(DATA UNDER STUDY begins)
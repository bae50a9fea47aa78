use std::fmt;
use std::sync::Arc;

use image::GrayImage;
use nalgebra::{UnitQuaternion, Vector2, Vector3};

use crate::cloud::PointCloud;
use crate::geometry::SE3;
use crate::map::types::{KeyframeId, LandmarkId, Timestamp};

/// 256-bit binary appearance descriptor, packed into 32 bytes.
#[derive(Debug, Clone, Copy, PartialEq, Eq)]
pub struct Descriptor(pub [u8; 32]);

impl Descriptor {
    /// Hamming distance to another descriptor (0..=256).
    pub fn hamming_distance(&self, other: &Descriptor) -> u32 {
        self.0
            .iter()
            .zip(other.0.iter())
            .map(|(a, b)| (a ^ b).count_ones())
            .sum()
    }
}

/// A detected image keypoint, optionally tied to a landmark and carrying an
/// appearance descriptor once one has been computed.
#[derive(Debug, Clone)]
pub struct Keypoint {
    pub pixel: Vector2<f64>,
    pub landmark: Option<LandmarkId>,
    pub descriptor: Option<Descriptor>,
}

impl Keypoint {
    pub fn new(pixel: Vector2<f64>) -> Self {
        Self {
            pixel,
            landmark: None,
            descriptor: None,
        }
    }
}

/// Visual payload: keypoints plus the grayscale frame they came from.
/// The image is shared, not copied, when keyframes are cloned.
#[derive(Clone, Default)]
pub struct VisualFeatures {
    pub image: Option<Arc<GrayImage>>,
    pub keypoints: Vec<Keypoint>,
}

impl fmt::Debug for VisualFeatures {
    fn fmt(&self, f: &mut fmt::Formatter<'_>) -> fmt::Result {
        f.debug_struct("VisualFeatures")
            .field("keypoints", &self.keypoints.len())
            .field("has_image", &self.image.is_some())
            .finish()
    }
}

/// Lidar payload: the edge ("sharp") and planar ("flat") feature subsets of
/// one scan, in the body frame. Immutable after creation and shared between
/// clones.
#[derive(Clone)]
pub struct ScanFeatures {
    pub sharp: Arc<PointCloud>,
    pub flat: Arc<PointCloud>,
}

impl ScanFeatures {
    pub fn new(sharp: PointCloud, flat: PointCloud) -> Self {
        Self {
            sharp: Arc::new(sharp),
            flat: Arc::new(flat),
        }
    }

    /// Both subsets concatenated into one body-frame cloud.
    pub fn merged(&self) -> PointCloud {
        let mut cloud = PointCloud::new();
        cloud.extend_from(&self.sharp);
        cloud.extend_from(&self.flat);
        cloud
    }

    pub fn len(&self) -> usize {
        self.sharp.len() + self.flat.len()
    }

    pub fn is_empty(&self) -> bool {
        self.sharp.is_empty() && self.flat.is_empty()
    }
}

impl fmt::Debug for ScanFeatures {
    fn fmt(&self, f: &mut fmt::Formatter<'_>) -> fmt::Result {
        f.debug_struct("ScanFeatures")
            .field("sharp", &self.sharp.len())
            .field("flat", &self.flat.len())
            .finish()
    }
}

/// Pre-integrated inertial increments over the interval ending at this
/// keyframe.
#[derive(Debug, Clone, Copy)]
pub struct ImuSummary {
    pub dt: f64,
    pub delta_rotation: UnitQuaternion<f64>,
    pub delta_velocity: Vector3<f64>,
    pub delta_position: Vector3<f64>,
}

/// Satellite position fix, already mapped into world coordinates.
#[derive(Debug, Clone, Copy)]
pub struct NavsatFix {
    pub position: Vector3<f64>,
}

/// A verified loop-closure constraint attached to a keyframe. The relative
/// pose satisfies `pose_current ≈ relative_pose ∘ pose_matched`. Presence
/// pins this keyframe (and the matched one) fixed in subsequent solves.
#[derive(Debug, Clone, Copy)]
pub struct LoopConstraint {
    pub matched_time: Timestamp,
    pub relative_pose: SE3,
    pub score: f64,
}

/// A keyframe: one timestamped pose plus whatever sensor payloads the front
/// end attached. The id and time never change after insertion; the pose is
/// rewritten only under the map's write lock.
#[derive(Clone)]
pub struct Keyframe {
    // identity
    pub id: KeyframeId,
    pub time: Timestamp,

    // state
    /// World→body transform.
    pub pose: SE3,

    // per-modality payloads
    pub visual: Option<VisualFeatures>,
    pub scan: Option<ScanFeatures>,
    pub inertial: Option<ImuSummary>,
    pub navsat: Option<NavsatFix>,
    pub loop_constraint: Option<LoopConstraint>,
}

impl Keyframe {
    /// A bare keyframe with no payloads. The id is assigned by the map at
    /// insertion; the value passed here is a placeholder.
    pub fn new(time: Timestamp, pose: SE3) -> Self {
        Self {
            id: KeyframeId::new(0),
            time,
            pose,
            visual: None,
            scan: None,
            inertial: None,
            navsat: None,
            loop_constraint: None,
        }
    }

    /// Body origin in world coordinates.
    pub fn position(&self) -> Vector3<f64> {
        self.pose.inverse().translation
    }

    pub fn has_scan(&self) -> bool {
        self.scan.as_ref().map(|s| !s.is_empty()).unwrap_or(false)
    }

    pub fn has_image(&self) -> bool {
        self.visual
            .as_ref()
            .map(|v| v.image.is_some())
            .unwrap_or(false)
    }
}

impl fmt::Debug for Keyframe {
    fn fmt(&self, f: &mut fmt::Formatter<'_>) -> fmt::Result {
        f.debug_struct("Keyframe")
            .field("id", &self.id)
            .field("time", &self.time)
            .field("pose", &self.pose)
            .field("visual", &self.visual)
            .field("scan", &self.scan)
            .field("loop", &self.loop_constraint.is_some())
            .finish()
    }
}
(DATA UNDER STUDY ends)
_WHAT TO DO_
Could you copy every line from the records that has "into" in it?

_TASK RESPONSE_
/// 256-bit binary appearance descriptor, packed into 32 bytes.
    /// Both subsets concatenated into one body-frame cloud.
/// Satellite position fix, already mapped into world coordinates.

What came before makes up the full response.